Blood, empire and peace in Afghanistan

By George Galloway MP, Morning Star, 11 September 2009

Afghanistan has been the scene for some of Britain's greatest military disasters over the last century and a half. It prompted the poet of empire Rudyard Kipling to write:

When you're wounded and left on Afghanistan's plains
And the women come out to cut up what remains
Just roll to your rifle and blow out your brains
And go to your gawd like a soldier"

Galloway, Benn, Lennox, Jagger George Galloway with singer Annie Lennox, Tony Benn and Bianca Jagger on Stop the War's Gaza demonstration 10 January 2009

Bitter and sardonic. But horrifically prophetic.

This is a war that some of us argued should not be fought eight years ago. For many others, however, it was the good war - in contrast to Iraq. Now, the national mood is turning. And no wonder.

As I write, the British death toll stands at 213 in the wake of what looks increasingly like a botched and unnecessary rescue mission of a journalist.

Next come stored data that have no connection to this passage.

//! Surface classification and drag-plane geometry
//!
//! Hit-test poses carry the surface normal in their Y axis. The vertical
//! component of that normal (matrix element 5) decides whether a hit is a
//! floor, a wall, or neither. Drag planes only move when new evidence
//! differs from the current plane by more than a hysteresis threshold, so
//! noisy hit tests do not make the model jitter.

use glam::{Vec2, Vec3};
use void_math::Plane;
use void_xr::{HitPose, XrCamera};

use crate::config::ArConfig;

/// Offset change along a wall normal that moves the wall drag plane
pub const WALL_OFFSET_HYSTERESIS: f32 = 0.1;

/// Kind of surface a hit landed on
#[derive(Debug, Clone, Copy, PartialEq, Eq, Hash)]
pub enum SurfaceKind {
    Floor,
    Wall,
}

/// Floor hits point (mostly) up
#[inline]
pub fn is_floor_hit(pose: &HitPose, floor_threshold: f32) -> bool {
    pose.up_component() >= floor_threshold
}

/// Wall hits are (mostly) vertical surfaces
#[inline]
pub fn is_wall_hit(pose: &HitPose, wall_threshold: f32) -> bool {
    pose.up_component().abs() <= wall_threshold
}

/// Classify a hit; slanted surfaces between the two thresholds are `None`.
pub fn classify_surface(pose: &HitPose, floor_threshold: f32, wall_threshold: f32) -> Option<SurfaceKind> {
    if is_floor_hit(pose, floor_threshold) {
        Some(SurfaceKind::Floor)
    } else if is_wall_hit(pose, wall_threshold) {
        Some(SurfaceKind::Wall)
    } else {
        None
    }
}

/// Classify with the thresholds from `config`
pub fn classify_with(pose: &HitPose, config: &ArConfig) -> Option<SurfaceKind> {
    classify_surface(pose, config.floor_threshold, config.wall_threshold)
}

/// Move a horizontal drag plane to `height` if it changed by at least
/// `threshold` in either direction. Returns whether the plane moved.
///
/// Lower floors are accepted too, otherwise a model dragged off a table
/// would stay pinned to the table height.
pub fn reposition_floor_plane(plane: &mut Plane, height: f32, threshold: f32) -> bool {
    let current = plane.height();
    if (height - current).abs() >= threshold {
        log::trace!("Floor plane moved {:.3} -> {:.3}", current, height);
        *plane = Plane::horizontal(height);
        true
    } else {
        log::trace!("Floor height {:.3} within hysteresis of {:.3}", height, current);
        false
    }
}

/// Move a wall drag plane onto the hit if its normal turned by at least
/// `angle_threshold` radians or the hit lies at least `offset_threshold`
/// off the current plane. Returns whether the plane moved.
pub fn reposition_wall_plane(
    plane: &mut Plane,
    pose: &HitPose,
    angle_threshold: f32,
    offset_threshold: f32,
) -> bool {
    let normal = pose.normal();
    if normal == Vec3::ZERO {
        return false;
    }

    let position = pose.position();
    let angle = plane.normal.angle_between(normal);
    let offset = plane.distance_to_point(position).abs();

    if angle >= angle_threshold || offset >= offset_threshold {
        log::trace!("Wall plane moved: angle {:.3} rad, offset {:.3}", angle, offset);
        *plane = Plane::from_point_normal(position, normal);
        true
    } else {
        false
    }
}

/// Intersect the camera ray through `ndc` with `plane`.
///
/// Returns `None` when the ray is parallel to the plane, the plane is
/// behind the camera, or the hit is farther than `max_distance`.
pub fn intersect_drag_plane(camera: &XrCamera, ndc: Vec2, plane: &Plane, max_distance: f32) -> Option<Vec3> {
    let ray = camera.ray(ndc);
    if !ray.is_valid() {
        return None;
    }

    let distance = plane.intersect_ray_distance(&ray)?;
    if distance > max_distance {
        log::trace!("Drag plane hit at {:.2} beyond {:.2}, ignored", distance, max_distance);
        return None;
    }
    Some(ray.at(distance))
}
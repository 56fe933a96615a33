//! Orbit camera pose
//!
//! The non-AR viewer hands its orbit pose to the AR code when a session
//! starts and gets it back on exit; [`PoseAnimation`] eases between two
//! such poses with a [`Motion`].

use glam::Vec3;
use serde::{Deserialize, Serialize};
use void_math::{lerp, Easing};

use crate::motion::{Motion, Range};

/// Orbit pose around a pivot. A value snapshot; mutate a copy.
#[derive(Debug, Clone, Copy, PartialEq, Serialize, Deserialize)]
pub struct Pose {
    /// Radians around the vertical axis
    pub yaw: f32,
    /// Radians above the horizon
    pub pitch: f32,
    /// Distance from the pivot
    pub zoom: f32,
    pub pivot: Vec3,
}

impl Pose {
    pub fn new(yaw: f32, pitch: f32, zoom: f32, pivot: Vec3) -> Self {
        Self { yaw, pitch, zoom, pivot }
    }

    /// Component-wise interpolation
    pub fn lerp(&self, other: &Pose, t: f32) -> Pose {
        Pose {
            yaw: lerp(self.yaw, other.yaw, t),
            pitch: lerp(self.pitch, other.pitch, t),
            zoom: lerp(self.zoom, other.zoom, t),
            pivot: self.pivot.lerp(other.pivot, t),
        }
    }

    /// Camera position for this pose
    pub fn eye(&self) -> Vec3 {
        let (sin_yaw, cos_yaw) = self.yaw.sin_cos();
        let (sin_pitch, cos_pitch) = self.pitch.sin_cos();
        self.pivot + Vec3::new(sin_yaw * cos_pitch, sin_pitch, cos_yaw * cos_pitch) * self.zoom
    }
}

impl Default for Pose {
    fn default() -> Self {
        Self::new(0.0, 0.0, 1.0, Vec3::ZERO)
    }
}

/// Eased transition between two orbit poses
#[derive(Debug, Clone)]
pub struct PoseAnimation {
    from: Pose,
    to: Pose,
    motion: Motion,
}

impl PoseAnimation {
    pub fn new(from: Pose, to: Pose, duration_ms: f32) -> Self {
        let mut motion = Motion::new(duration_ms)
            .with_range(Range::UNIT)
            .with_easing(Easing::EaseInOutCubic);
        motion.reset(0.0);
        motion.set_end_delta(1.0);
        Self { from, to, motion }
    }

    /// Advance and return the current pose
    pub fn update(&mut self, delta_ms: f32) -> Pose {
        self.motion.update(delta_ms);
        self.current()
    }

    pub fn current(&self) -> Pose {
        self.from.lerp(&self.to, self.motion.val())
    }

    pub fn is_finished(&self) -> bool {
        !self.motion.is_activated()
    }
}

#[cfg(test)]
mod tests {
    use super::*;
    use approx::assert_relative_eq;

    #[test]
    fn test_pose_is_a_value() {
        let pose = Pose::default();
        let mut copy = pose;
        copy.yaw = 1.0;
        assert_eq!(pose.yaw, 0.0);
    }

    #[test]
    fn test_lerp_midpoint() {
        let a = Pose::new(0.0, 0.0, 1.0, Vec3::ZERO);
        let b = Pose::new(1.0, 0.5, 3.0, Vec3::new(2.0, 0.0, 0.0));
        let mid = a.lerp(&b, 0.5);
        assert_relative_eq!(mid.yaw, 0.5);
        assert_relative_eq!(mid.pitch, 0.25);
        assert_relative_eq!(mid.zoom, 2.0);
        assert_relative_eq!(mid.pivot.x, 1.0);
    }

    #[test]
    fn test_eye_position() {
        let eye = Pose::new(0.0, 0.0, 2.0, Vec3::Y).eye();
        assert_relative_eq!(eye.z, 2.0, epsilon = 1e-6);
        assert_relative_eq!(eye.y, 1.0, epsilon = 1e-6);
    }

    #[test]
    fn test_animation_reaches_target() {
        let from = Pose::default();
        let to = Pose::new(1.0, 0.2, 4.0, Vec3::ZERO);
        let mut animation = PoseAnimation::new(from, to, 200.0);

        let halfway = animation.update(100.0);
        assert!(halfway.zoom > 1.0 && halfway.zoom < 4.0);
        assert!(!animation.is_finished());

        let end = animation.update(200.0);
        assert_eq!(end, to);
        assert!(animation.is_finished());
    }
}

Less commented on is the reason the journalist was in that part of Afghanistan. He was investigating the deaths of scores of Afghans incinerated when NATO forces bombed two petrol tankers in their village.

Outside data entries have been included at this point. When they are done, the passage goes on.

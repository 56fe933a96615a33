//! Model transform (position, rotation, scale)

use glam::{Mat4, Quat, Vec3};

/// Complete 3D transform with position, rotation, and scale
#[derive(Clone, Copy, Debug, PartialEq)]
#[cfg_attr(feature = "serde", derive(serde::Serialize, serde::Deserialize))]
pub struct Transform {
    pub position: Vec3,
    pub rotation: Quat,
    pub scale: Vec3,
}

impl Transform {
    /// Identity transform
    pub const IDENTITY: Self = Self {
        position: Vec3::ZERO,
        rotation: Quat::IDENTITY,
        scale: Vec3::ONE,
    };

    /// Create a new transform
    #[inline]
    pub const fn new(position: Vec3, rotation: Quat, scale: Vec3) -> Self {
        Self { position, rotation, scale }
    }

    /// Create from position only
    #[inline]
    pub fn from_position(position: Vec3) -> Self {
        Self {
            position,
            ..Self::IDENTITY
        }
    }

    /// Set position (builder pattern)
    #[inline]
    pub fn with_position(mut self, position: Vec3) -> Self {
        self.position = position;
        self
    }

    /// Set rotation (builder pattern)
    #[inline]
    pub fn with_rotation(mut self, rotation: Quat) -> Self {
        self.rotation = rotation;
        self
    }

    /// Set scale (builder pattern)
    #[inline]
    pub fn with_scale(mut self, scale: Vec3) -> Self {
        self.scale = scale;
        self
    }

    /// Convert to a 4x4 transformation matrix
    pub fn to_matrix(&self) -> Mat4 {
        Mat4::from_scale_rotation_translation(self.scale, self.rotation, self.position)
    }

    /// Decompose a matrix; shear is discarded
    pub fn from_matrix(matrix: &Mat4) -> Self {
        let (scale, rotation, position) = matrix.to_scale_rotation_translation();
        Self { position, rotation, scale }
    }

    /// Local up direction in world space
    #[inline]
    pub fn up(&self) -> Vec3 {
        self.rotation * Vec3::Y
    }

    /// Local forward (+Z, the direction a model faces) in world space
    #[inline]
    pub fn forward(&self) -> Vec3 {
        self.rotation * Vec3::Z
    }
}

impl Default for Transform {
    fn default() -> Self {
        Self::IDENTITY
    }
}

It says everything for the contempt the occupying powers have for the people whose country it is that no-one seemed to have been worried about the inevitable consequence of blowing up several tons of petroleum in a populated area.

The issue is a growing scandal in Germany, where the party opposed to the Afghan mission, Die Linke, may do very well at the general election in two weeks, not least on account of that position.

Public opinion in Britain is turning too despite attempts by the government to cynically exploit the grief of the relatives of the British fallen. A clear and growing majority of people want either immediate withdrawal or the running down of troop numbers and a clear date for getting out.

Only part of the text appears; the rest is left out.